Rather, this affair is symbolic. The ease with which every sniveling journalist permitted himself to pour scorn and ridicule over Arison because of her statements is no less insufferable. It is an ease which is borne out of the remarkable arrogance of "wisdom" and "rationality." It is an absolute certainty that holds there are no other ways to lead one's life or to manage affairs.

This mind-set allows them to repress all other options, including those that are proven to be very effective: whether it be a field of medicine they regarded as unconventional because they know what is good for the patient better than the patient does, or the option of negotiation, co-existence, and division of assets in place of life-or-death wars. Or it can spread to any other approach that does not march in lockstep with their "enlightened" approach, whose interest is to impose a hierarchy of winners - those who exert power in order to determine what is "right" while silencing any other option.

By the logic of this prevalent "enlightenment," its dismissive attitude toward all that is different is determined in inverse proportion to the amount of strength that its adherents hold.

Organized religion, which is reliant on divine law and its sages, is the strongest. So, while those same journalists belittle ultra-Orthodox rabbis, they will be very cautious in showing them respect. Try to imagine the words written about Shari Arison instead directed at Eli Yishai because of the fact that he does not decide anything without consulting Rabbi Ovadia Yosef. Even Islam, which is hated by the power structure, does not attract such contempt.

Following in the footsteps of the official rabbis are the sorcerer-rabbis, men who engage in activities that are deserving of scorn but who still are guided by holy scripture and are for the most part connected with the religious establishment.

Then come the "environmental activists" and the assorted "health-nuts" who despite being viewed by the power structure as bizarre and extreme, at least buttress their arguments through scientific means. The bottom rung of the ladder is occupied by the spiritually guided, particularly those who have no notable guru to speak of, or any political power.

Finally, one must come to the conclusion that, yes, this is chauvinism. The dominant trend of "rationality," exclusivity of decision-making, the violent disqualification of other options, is masculinity shaped by our culture.
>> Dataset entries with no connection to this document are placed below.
//! Error type reported by commands.

use thiserror::Error;

/// Why a command could not be executed or undone.
///
/// The [`Invoker`](crate::Invoker) never surfaces these to its caller; it
/// logs them and reports a plain `bool`. They exist so that commands can
/// use `?` internally and so that composite commands can say which child
/// failed.
#[derive(Debug, Clone, PartialEq, Eq, Error)]
pub enum CommandError {
    /// The object the command operates on does not exist.
    #[error("target not found: {0}")]
    TargetNotFound(String),
    /// The target is in a state where the command does not apply.
    #[error("invalid state: {0}")]
    InvalidState(String),
    /// A child of a [`Sequence`](crate::Sequence) failed.
    #[error("sequence step {index} failed: {source}")]
    SequenceStep {
        /// Position of the failing child in execution order.
        index: usize,
        /// The child's own error.
        #[source]
        source: Box<CommandError>,
    },
    /// Any other failure, with a description.
    #[error("{0}")]
    Custom(String),
}

impl CommandError {
    /// Wraps `self` as the failure of sequence child `index`.
    pub fn in_sequence_step(self, index: usize) -> Self {
        Self::SequenceStep {
            index,
            source: Box::new(self),
        }
    }
}

/// Result type for command operations.
pub type CommandResult<T = ()> = Result<T, CommandError>;
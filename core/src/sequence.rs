//! Composite command running children in order.

use crate::command::{Command, Editable};
use crate::error::CommandResult;

/// A command made of child commands executed in order and undone in
/// reverse order.
///
/// Execution stops at the first failing child and reports its error
/// (wrapped in [`CommandError::SequenceStep`](crate::CommandError::SequenceStep)).
/// Children that already ran are **not** rolled back; callers that need
/// all-or-nothing behavior retract the whole entry through the invoker.
///
/// A sequence is never combinable. It can be stored in the history as a
/// variant of the caller's command enum:
///
/// ```ignore
/// #[derive(Debug)]
/// enum ActorCommand {
///     AddCorner(AddCorner),
///     Batch(Sequence<ActorCommand>),
/// }
/// ```
#[derive(Debug)]
pub struct Sequence<C> {
    description: String,
    commands: Vec<C>,
}

impl<C> Sequence<C> {
    /// Creates an empty sequence.
    pub fn new(description: impl Into<String>) -> Self {
        Self {
            description: description.into(),
            commands: Vec::new(),
        }
    }

    /// Creates a sequence from commands in execution order.
    pub fn from_commands(
        description: impl Into<String>,
        commands: impl IntoIterator<Item = C>,
    ) -> Self {
        Self {
            description: description.into(),
            commands: commands.into_iter().collect(),
        }
    }

    /// Appends a command.
    pub fn push(&mut self, command: C) {
        self.commands.push(command);
    }

    /// Appends a command, builder style.
    #[must_use]
    pub fn with(mut self, command: C) -> Self {
        self.commands.push(command);
        self
    }

    /// Number of child commands.
    pub fn len(&self) -> usize {
        self.commands.len()
    }

    /// Returns `true` if the sequence has no children.
    pub fn is_empty(&self) -> bool {
        self.commands.is_empty()
    }

    /// The children in execution order.
    pub fn commands(&self) -> &[C] {
        &self.commands
    }
}

impl<T: Editable, C: Command<T>> Command<T> for Sequence<C> {
    fn execute(&mut self, target: &mut T) -> CommandResult {
        for (index, command) in self.commands.iter_mut().enumerate() {
            command
                .execute(target)
                .map_err(|err| err.in_sequence_step(index))?;
        }
        Ok(())
    }

    fn undo(&mut self, target: &mut T) -> CommandResult {
        for (index, command) in self.commands.iter_mut().enumerate().rev() {
            command
                .undo(target)
                .map_err(|err| err.in_sequence_step(index))?;
        }
        Ok(())
    }

    fn description(&self) -> &str {
        &self.description
    }

    fn dispose(self) {
        for command in self.commands {
            command.dispose();
        }
    }
}
//! Per-document token table.
//!
//! Resolves token ids to surface text and character spans, and tracks the
//! "invisible" (stop-word) token ids excluded from span scoring. One table
//! is loaded per document and discarded after that document is scored.

use std::collections::{HashMap, HashSet};
use std::io::BufRead;
use std::path::Path;

use crate::error::Result;

/// Token table for a single document.
///
/// A missing token file degrades to an empty table (empty invisible-word
/// set, empty span map) with a warning rather than aborting the run, so
/// partial submissions still score.
#[derive(Debug, Clone, Default)]
pub struct TokenTable {
    id_to_text: HashMap<String, String>,
    id_to_span: HashMap<String, (u32, u32)>,
    invisible: HashSet<String>,
}

impl TokenTable {
    /// Empty table: every token id unknown, nothing invisible.
    #[must_use]
    pub fn empty() -> Self {
        Self::default()
    }

    /// Parse a token table from a tab-separated reader.
    ///
    /// Expected columns: `(tokenId, tokenText, ..., beginOffset, endOffset, ...)`
    /// with the offset columns selected by `offset_fields`. A line with
    /// fewer than four fields is skipped with an error log; offsets that
    /// fail integer parsing keep the token text but record no span.
    pub fn from_reader<R: BufRead>(
        reader: R,
        offset_fields: (usize, usize),
        invisible_words: &[String],
    ) -> Result<Self> {
        let invisible_set: HashSet<&str> = invisible_words.iter().map(String::as_str).collect();
        let mut table = Self::default();

        for line in reader.lines() {
            let line = line?;
            let fields: Vec<&str> = line.trim_end().split('\t').collect();
            if fields.len() < 4 {
                log::error!("Weird token line: {line}");
                continue;
            }

            let token_id = fields[0].to_string();
            let token = fields[1].trim().to_lowercase();

            let begin = fields.get(offset_fields.0).and_then(|f| f.parse::<u32>().ok());
            let end = fields.get(offset_fields.1).and_then(|f| f.parse::<u32>().ok());
            match (begin, end) {
                (Some(b), Some(e)) => {
                    table.id_to_span.insert(token_id.clone(), (b, e));
                }
                _ => {
                    log::error!(
                        "Cannot parse token span from fields {} and {}:  ---> {line}",
                        offset_fields.0,
                        offset_fields.1
                    );
                }
            }

            if invisible_set.contains(token.as_str()) {
                table.invisible.insert(token_id.clone());
            }
            table.id_to_text.insert(token_id, token);
        }

        Ok(table)
    }

    /// Load the token table for one document from `token_dir/<doc_id><ext>`.
    ///
    /// A missing file yields an empty table with a warning.
    pub fn load(
        token_dir: &Path,
        doc_id: &str,
        file_ext: &str,
        offset_fields: (usize, usize),
        invisible_words: &[String],
    ) -> Result<Self> {
        let path = token_dir.join(format!("{doc_id}{file_ext}"));
        log::debug!("Reading tokens for {doc_id}");
        match std::fs::File::open(&path) {
            Ok(f) => Self::from_reader(std::io::BufReader::new(f), offset_fields, invisible_words),
            Err(_) => {
                log::warn!(
                    "Cannot find token file for doc [{doc_id}] at [{}], \
                     will use empty invisible words list",
                    path.display()
                );
                Ok(Self::empty())
            }
        }
    }

    /// Surface text of a token id, if known.
    #[must_use]
    pub fn text(&self, token_id: &str) -> Option<&str> {
        self.id_to_text.get(token_id).map(String::as_str)
    }

    /// Character span `[begin, end)` of a token id, if known.
    #[must_use]
    pub fn span(&self, token_id: &str) -> Option<(u32, u32)> {
        self.id_to_span.get(token_id).copied()
    }

    /// Whether the token id belongs to the invisible-word set.
    #[must_use]
    pub fn is_invisible(&self, token_id: &str) -> bool {
        self.invisible.contains(token_id)
    }

    /// Number of known tokens.
    #[must_use]
    pub fn len(&self) -> usize {
        self.id_to_text.len()
    }

    /// Whether the table holds no tokens.
    #[must_use]
    pub fn is_empty(&self) -> bool {
        self.id_to_text.is_empty()
    }
}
Thus, Nochi Dankner can consult with a psychic rabbi nicknamed "The X-Ray" and Ilan Ben-Dov can travel to the Osho ashram and they will remain respectable businessmen whose judgment is beyond reproach.

On the other hand, a woman who also communicates on her own, or through anonymous female communicators, is an abominable, contemptible creature. Proof of that is found in the example submitted by male writers in response to Arison's book: "What's next? [Bank Leumi chief] Galia Maor reading the stars?"

As if totally by chance, it was a woman who heads a bank that they needed to stand in as a hypothetical case. Once again, this is an instance of chauvinism because they took great pains to emphasize the point that she only inherited her money and that her father did not even want her to manage it.

And yet, it is true, her father too was a chauvinist. It is chauvinism, and it is very effective. Once again, it shows women what can be done to them, even if you are as powerful as Shari Arison. And it goes without saying what can be done to a woman far less powerful than Shari Arison, as most women are.